Data section:

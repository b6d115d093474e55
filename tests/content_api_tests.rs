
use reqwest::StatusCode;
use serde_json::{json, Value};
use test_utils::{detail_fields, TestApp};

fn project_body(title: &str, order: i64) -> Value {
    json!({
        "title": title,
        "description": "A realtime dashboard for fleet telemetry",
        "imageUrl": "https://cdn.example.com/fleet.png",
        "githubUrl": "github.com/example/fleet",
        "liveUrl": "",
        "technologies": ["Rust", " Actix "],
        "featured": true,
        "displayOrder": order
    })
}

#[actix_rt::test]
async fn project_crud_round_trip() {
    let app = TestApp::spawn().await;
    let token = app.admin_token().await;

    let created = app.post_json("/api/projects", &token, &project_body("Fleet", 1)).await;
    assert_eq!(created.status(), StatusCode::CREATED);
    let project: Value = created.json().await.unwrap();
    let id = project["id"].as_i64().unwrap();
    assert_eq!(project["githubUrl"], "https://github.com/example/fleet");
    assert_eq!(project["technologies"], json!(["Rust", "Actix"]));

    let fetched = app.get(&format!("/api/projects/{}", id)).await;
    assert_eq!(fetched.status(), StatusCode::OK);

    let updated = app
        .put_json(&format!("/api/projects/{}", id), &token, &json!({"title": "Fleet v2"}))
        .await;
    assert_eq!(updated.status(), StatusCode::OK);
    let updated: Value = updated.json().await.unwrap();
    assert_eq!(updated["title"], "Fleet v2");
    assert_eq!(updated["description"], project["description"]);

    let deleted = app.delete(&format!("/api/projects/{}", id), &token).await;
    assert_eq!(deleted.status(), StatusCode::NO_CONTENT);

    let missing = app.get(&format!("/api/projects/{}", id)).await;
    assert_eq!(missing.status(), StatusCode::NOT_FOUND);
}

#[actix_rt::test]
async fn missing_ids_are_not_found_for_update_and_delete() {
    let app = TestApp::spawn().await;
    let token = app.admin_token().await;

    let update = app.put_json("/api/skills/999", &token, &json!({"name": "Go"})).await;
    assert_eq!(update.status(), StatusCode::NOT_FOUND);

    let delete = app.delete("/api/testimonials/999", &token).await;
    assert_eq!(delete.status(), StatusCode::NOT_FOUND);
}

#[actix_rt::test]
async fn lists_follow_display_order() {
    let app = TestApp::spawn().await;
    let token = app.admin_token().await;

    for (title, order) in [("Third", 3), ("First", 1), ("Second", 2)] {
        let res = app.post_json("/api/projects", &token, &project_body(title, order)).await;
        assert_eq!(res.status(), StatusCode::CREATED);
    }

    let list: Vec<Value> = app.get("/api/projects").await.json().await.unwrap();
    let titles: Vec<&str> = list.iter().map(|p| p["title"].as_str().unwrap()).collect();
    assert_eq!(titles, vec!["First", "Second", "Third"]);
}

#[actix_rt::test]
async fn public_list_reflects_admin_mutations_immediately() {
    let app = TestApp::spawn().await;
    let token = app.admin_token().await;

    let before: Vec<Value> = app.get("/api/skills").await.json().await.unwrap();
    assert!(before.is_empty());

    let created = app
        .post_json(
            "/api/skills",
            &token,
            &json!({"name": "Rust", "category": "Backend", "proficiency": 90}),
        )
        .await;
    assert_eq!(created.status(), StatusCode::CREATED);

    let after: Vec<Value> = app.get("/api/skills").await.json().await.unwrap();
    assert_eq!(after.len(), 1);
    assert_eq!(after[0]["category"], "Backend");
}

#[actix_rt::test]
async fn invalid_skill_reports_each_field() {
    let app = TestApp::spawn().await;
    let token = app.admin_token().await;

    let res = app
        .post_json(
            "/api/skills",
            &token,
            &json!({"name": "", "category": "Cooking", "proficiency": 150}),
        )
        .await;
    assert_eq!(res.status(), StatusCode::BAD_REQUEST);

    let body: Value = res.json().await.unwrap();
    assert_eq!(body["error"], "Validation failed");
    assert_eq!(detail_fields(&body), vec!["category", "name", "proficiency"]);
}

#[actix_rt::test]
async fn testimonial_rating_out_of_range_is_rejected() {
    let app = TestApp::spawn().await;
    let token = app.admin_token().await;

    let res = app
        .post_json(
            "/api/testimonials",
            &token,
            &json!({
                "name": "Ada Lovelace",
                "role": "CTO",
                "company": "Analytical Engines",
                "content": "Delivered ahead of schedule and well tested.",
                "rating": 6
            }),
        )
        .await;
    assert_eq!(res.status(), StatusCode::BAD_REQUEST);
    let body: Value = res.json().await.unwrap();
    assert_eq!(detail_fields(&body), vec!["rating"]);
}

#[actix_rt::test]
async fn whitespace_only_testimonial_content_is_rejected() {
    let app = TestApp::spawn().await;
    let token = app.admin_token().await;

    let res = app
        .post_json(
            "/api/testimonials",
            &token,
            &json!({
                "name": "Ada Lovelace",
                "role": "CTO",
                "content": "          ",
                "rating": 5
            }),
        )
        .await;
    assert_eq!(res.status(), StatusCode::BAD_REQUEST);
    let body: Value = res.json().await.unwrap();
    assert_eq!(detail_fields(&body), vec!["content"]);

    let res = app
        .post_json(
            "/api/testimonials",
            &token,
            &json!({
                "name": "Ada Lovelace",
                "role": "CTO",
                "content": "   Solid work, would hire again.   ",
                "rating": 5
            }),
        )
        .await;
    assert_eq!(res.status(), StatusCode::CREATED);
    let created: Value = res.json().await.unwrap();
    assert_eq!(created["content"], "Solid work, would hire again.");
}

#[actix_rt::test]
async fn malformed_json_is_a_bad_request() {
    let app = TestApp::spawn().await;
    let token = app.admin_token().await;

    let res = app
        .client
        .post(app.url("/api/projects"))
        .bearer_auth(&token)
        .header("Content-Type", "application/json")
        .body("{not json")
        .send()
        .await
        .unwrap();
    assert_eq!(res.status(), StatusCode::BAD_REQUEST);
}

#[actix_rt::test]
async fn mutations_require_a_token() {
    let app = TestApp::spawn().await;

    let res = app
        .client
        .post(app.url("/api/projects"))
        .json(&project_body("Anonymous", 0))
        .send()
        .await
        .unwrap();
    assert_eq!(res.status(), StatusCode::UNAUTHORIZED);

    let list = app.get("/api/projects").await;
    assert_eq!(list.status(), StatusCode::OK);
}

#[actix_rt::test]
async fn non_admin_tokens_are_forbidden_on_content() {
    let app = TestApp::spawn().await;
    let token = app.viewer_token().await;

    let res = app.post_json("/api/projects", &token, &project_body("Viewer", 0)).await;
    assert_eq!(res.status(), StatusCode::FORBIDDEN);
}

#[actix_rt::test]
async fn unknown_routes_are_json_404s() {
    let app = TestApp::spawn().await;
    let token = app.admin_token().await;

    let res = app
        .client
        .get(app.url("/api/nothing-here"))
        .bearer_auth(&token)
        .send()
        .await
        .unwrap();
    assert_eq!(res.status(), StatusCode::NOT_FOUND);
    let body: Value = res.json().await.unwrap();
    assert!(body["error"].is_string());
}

Brief:
Exactly the lines from the one containing "assert_eq!(res.status(), StatusCode::UNAUTHORIZED);" through the end of the listing above, inclusive, are to be written out, and no others.

Solution for this task:
    assert_eq!(res.status(), StatusCode::UNAUTHORIZED);

    let list = app.get("/api/projects").await;
    assert_eq!(list.status(), StatusCode::OK);
}

#[actix_rt::test]
async fn non_admin_tokens_are_forbidden_on_content() {
    let app = TestApp::spawn().await;
    let token = app.viewer_token().await;

    let res = app.post_json("/api/projects", &token, &project_body("Viewer", 0)).await;
    assert_eq!(res.status(), StatusCode::FORBIDDEN);
}

#[actix_rt::test]
async fn unknown_routes_are_json_404s() {
    let app = TestApp::spawn().await;
    let token = app.admin_token().await;

    let res = app
        .client
        .get(app.url("/api/nothing-here"))
        .bearer_auth(&token)
        .send()
        .await
        .unwrap();
    assert_eq!(res.status(), StatusCode::NOT_FOUND);
    let body: Value = res.json().await.unwrap();
    assert!(body["error"].is_string());
}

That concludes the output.